-------- Exercise input

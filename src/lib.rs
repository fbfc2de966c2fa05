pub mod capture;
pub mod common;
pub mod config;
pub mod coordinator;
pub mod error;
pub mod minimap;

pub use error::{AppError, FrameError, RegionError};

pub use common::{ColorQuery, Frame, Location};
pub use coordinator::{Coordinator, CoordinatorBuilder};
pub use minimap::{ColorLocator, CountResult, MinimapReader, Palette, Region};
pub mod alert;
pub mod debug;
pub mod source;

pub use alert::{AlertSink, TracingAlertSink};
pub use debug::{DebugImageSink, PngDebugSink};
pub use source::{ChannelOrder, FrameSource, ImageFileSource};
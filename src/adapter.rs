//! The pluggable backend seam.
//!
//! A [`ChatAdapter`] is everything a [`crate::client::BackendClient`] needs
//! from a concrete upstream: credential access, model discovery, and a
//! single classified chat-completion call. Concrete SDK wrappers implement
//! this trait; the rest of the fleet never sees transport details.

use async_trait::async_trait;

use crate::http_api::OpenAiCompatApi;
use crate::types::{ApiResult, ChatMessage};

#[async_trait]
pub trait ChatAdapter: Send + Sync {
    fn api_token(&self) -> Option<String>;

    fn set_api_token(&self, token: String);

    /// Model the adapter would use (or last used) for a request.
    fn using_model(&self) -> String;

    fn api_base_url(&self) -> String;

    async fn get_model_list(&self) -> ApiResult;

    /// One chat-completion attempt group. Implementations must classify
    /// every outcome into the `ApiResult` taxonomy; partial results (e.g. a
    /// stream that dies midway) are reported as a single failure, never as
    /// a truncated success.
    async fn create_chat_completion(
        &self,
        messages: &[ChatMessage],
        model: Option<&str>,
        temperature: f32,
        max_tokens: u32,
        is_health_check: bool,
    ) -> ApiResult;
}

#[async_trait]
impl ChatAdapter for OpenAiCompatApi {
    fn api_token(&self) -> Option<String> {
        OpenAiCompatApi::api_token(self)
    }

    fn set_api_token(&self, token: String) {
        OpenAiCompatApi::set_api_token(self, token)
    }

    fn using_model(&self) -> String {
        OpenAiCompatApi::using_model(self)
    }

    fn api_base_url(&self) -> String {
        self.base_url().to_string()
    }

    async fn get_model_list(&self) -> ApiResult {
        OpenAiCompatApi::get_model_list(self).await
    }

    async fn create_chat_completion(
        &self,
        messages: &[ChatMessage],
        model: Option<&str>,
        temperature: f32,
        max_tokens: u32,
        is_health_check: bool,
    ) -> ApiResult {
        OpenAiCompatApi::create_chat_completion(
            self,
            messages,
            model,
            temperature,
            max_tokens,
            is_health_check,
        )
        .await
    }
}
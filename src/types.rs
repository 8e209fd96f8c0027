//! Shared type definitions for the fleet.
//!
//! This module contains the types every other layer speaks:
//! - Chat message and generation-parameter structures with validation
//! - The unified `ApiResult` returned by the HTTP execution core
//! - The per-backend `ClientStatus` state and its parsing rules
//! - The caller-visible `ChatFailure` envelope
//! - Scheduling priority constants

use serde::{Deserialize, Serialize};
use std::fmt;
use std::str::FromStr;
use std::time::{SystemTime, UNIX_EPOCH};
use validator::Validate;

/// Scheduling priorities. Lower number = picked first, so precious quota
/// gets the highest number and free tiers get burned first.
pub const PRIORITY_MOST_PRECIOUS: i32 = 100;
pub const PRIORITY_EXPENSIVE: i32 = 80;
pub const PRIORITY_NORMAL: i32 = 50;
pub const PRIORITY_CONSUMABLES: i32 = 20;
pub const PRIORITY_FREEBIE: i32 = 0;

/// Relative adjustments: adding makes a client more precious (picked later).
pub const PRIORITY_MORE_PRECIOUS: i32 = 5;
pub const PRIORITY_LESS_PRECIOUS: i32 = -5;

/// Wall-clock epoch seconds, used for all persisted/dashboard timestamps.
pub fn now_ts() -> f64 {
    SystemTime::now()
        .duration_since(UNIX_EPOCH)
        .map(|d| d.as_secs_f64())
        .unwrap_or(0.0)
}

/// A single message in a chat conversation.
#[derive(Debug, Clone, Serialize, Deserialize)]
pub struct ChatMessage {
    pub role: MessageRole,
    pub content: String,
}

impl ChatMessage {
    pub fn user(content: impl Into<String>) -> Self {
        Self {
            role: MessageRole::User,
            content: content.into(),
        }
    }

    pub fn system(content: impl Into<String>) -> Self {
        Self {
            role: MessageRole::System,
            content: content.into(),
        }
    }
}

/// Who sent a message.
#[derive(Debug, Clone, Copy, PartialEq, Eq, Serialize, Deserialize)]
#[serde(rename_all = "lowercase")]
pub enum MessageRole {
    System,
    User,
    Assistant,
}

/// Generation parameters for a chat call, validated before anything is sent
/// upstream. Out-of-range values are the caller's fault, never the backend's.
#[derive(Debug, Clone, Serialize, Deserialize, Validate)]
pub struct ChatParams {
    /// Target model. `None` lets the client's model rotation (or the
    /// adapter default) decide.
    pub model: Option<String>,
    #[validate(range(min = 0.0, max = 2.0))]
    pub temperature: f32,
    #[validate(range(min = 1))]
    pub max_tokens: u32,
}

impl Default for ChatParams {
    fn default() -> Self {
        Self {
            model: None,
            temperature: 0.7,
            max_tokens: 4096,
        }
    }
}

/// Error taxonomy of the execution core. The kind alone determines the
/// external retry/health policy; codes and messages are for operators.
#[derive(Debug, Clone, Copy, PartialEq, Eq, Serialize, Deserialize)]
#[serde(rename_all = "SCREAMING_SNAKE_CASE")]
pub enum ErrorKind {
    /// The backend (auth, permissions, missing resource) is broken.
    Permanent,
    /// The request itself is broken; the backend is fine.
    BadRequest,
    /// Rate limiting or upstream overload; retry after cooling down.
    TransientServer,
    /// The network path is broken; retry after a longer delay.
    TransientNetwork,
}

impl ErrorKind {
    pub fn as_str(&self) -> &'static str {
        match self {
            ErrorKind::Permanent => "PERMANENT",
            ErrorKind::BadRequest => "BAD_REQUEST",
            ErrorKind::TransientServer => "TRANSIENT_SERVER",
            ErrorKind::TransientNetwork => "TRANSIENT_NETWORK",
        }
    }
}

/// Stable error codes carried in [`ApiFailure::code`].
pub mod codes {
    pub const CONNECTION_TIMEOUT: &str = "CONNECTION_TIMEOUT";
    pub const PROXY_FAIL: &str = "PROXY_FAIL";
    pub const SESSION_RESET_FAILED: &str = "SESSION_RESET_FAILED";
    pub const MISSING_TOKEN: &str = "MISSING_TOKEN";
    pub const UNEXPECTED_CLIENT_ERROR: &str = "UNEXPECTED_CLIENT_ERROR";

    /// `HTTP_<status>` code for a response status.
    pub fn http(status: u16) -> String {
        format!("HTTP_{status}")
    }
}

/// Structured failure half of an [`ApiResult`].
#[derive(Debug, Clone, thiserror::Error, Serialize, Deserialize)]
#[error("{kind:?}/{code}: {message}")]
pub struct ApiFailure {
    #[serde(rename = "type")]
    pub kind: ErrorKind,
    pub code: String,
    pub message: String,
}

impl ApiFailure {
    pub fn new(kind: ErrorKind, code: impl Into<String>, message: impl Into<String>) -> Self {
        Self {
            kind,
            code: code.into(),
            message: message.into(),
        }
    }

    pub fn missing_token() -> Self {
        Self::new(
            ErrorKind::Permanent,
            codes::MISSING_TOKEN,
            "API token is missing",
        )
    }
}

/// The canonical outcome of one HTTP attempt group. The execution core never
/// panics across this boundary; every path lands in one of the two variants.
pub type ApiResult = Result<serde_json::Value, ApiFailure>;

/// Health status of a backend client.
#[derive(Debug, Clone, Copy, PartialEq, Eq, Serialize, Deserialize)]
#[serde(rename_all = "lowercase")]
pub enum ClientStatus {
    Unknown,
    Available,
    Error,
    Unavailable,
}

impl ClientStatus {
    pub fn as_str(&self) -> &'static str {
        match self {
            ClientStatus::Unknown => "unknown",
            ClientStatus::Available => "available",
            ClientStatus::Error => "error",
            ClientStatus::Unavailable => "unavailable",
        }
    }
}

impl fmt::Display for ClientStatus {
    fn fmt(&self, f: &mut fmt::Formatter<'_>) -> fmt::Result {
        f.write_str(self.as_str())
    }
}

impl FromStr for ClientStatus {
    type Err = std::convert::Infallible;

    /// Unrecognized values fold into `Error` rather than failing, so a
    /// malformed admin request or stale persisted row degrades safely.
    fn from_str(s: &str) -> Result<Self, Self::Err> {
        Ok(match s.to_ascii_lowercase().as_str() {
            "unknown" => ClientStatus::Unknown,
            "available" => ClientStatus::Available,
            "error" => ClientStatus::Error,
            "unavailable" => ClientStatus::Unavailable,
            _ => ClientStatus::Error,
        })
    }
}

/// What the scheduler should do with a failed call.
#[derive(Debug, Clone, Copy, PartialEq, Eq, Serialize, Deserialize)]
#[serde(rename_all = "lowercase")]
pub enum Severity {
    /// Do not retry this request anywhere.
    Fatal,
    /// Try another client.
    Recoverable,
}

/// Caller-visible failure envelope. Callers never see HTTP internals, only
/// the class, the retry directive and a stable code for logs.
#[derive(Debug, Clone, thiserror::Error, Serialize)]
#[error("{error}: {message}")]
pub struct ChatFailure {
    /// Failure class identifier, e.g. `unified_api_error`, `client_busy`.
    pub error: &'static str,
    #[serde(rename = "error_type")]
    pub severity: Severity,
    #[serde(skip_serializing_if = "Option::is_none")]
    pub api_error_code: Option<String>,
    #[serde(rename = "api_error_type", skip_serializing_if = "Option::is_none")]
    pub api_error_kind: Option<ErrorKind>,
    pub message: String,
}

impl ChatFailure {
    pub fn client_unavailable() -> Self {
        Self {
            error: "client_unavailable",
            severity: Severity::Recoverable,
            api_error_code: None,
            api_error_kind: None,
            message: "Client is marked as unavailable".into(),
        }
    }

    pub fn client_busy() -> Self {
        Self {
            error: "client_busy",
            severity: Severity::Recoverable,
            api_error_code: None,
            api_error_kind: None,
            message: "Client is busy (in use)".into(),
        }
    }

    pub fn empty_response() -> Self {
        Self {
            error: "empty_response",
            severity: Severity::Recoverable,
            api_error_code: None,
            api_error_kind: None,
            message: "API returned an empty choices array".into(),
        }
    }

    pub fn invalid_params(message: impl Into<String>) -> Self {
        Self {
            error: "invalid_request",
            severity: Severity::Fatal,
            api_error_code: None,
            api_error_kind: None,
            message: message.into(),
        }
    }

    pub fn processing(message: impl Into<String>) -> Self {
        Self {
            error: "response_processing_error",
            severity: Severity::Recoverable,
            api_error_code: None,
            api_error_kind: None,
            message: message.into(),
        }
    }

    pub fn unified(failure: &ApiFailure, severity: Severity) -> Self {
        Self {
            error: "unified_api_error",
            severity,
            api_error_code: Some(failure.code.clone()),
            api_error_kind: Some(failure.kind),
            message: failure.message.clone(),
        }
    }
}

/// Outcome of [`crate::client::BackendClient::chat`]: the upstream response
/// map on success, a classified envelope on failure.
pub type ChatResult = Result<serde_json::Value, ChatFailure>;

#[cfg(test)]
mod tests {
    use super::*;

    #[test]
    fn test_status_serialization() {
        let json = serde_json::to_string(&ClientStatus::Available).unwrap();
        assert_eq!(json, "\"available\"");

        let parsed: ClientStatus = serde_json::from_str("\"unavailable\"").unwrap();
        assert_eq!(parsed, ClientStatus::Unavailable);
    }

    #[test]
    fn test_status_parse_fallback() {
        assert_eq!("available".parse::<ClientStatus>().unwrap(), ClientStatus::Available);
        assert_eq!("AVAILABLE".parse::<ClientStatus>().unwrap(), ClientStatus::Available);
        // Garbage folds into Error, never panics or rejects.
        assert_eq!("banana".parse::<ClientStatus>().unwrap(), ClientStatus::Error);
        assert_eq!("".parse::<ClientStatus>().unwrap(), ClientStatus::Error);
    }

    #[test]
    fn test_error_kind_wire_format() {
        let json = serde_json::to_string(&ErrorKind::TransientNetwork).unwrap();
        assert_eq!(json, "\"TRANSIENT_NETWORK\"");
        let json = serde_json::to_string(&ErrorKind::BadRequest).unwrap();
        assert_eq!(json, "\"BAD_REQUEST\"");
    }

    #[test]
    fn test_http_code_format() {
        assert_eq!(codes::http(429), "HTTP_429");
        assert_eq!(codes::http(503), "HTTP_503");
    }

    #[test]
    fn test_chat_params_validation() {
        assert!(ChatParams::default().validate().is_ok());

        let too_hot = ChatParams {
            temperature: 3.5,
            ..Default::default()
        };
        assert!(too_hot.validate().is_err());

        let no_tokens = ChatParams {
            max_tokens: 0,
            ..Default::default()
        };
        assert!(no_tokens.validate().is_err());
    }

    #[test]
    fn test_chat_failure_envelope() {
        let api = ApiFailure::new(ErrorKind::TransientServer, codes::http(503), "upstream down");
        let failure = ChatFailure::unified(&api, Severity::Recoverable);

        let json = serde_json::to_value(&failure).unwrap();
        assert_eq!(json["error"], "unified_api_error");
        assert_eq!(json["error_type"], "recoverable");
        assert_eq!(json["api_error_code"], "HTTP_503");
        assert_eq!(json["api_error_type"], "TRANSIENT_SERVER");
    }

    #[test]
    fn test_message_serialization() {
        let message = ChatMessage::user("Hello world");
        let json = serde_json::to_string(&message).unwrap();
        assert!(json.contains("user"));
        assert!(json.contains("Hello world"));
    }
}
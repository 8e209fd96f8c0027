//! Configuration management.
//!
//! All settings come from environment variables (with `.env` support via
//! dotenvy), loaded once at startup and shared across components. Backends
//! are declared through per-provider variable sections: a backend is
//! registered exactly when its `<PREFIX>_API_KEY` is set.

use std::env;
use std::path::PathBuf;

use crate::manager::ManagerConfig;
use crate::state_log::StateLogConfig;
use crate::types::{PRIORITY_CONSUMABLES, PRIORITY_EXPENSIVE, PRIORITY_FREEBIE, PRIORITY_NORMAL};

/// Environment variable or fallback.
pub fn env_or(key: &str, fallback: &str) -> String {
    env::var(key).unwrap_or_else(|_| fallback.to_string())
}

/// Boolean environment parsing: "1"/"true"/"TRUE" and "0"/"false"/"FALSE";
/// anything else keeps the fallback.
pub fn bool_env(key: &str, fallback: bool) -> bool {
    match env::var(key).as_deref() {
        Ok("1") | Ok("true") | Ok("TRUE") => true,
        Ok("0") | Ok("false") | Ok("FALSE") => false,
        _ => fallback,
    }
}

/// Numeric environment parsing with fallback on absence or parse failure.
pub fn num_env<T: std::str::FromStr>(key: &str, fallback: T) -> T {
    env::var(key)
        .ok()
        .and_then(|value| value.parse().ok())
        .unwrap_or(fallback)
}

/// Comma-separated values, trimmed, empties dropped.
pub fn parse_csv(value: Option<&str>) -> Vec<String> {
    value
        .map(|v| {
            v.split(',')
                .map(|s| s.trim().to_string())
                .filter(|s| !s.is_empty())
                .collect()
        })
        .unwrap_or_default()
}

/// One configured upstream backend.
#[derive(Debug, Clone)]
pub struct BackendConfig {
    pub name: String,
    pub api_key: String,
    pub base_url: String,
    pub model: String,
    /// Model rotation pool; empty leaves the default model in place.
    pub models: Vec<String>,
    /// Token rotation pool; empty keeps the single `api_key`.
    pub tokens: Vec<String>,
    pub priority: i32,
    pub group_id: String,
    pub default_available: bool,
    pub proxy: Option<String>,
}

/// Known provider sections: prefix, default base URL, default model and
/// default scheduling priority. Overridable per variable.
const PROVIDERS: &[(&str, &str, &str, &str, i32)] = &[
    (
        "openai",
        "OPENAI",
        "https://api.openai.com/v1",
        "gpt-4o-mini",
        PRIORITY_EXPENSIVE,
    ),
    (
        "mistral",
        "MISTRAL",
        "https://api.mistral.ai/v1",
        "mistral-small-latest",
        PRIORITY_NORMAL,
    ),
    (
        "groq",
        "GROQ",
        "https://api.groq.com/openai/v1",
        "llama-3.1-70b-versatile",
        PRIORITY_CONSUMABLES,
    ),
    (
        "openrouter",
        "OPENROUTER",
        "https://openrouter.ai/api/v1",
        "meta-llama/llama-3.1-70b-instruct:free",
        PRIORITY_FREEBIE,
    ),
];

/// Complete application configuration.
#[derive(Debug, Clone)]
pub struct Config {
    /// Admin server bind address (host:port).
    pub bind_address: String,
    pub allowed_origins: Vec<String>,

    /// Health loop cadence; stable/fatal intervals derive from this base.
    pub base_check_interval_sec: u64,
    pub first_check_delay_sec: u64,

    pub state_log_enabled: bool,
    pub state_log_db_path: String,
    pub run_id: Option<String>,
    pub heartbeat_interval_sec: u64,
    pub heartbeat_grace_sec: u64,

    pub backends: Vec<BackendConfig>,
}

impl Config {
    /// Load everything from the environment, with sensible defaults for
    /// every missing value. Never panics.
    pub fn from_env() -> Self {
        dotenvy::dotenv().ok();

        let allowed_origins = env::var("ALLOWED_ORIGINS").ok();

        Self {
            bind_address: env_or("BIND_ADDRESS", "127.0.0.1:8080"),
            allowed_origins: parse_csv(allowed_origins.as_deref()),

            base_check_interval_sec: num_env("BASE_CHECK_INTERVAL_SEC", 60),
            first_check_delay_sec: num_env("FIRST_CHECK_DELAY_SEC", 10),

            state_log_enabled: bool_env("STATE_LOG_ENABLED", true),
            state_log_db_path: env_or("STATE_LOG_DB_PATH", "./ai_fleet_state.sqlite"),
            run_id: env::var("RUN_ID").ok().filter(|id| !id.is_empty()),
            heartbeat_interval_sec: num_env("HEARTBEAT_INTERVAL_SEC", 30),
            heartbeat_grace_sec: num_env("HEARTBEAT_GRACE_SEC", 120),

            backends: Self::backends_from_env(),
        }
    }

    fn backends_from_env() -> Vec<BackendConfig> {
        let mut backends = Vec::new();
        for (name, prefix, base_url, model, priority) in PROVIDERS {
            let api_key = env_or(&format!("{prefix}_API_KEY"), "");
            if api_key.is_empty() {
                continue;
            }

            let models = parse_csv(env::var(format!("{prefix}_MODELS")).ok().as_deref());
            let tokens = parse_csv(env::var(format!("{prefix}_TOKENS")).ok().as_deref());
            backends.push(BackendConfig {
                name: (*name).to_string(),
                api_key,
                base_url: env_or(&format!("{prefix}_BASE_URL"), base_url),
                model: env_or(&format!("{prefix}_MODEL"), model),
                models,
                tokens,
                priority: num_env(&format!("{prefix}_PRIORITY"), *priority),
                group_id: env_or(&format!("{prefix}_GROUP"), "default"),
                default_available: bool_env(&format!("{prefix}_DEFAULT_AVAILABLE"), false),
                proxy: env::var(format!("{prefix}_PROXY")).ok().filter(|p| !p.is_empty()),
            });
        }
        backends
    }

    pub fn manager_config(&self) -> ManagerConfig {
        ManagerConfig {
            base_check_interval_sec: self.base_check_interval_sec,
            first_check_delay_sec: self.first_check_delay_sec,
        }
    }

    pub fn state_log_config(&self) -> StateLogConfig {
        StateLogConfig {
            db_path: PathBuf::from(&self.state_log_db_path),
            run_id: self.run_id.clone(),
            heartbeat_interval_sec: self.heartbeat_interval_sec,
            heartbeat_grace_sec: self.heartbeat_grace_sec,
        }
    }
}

----------------

*Work request*
In the entries above, count each line containing the word "minimap" and reply with only the count.

*Your solution*
2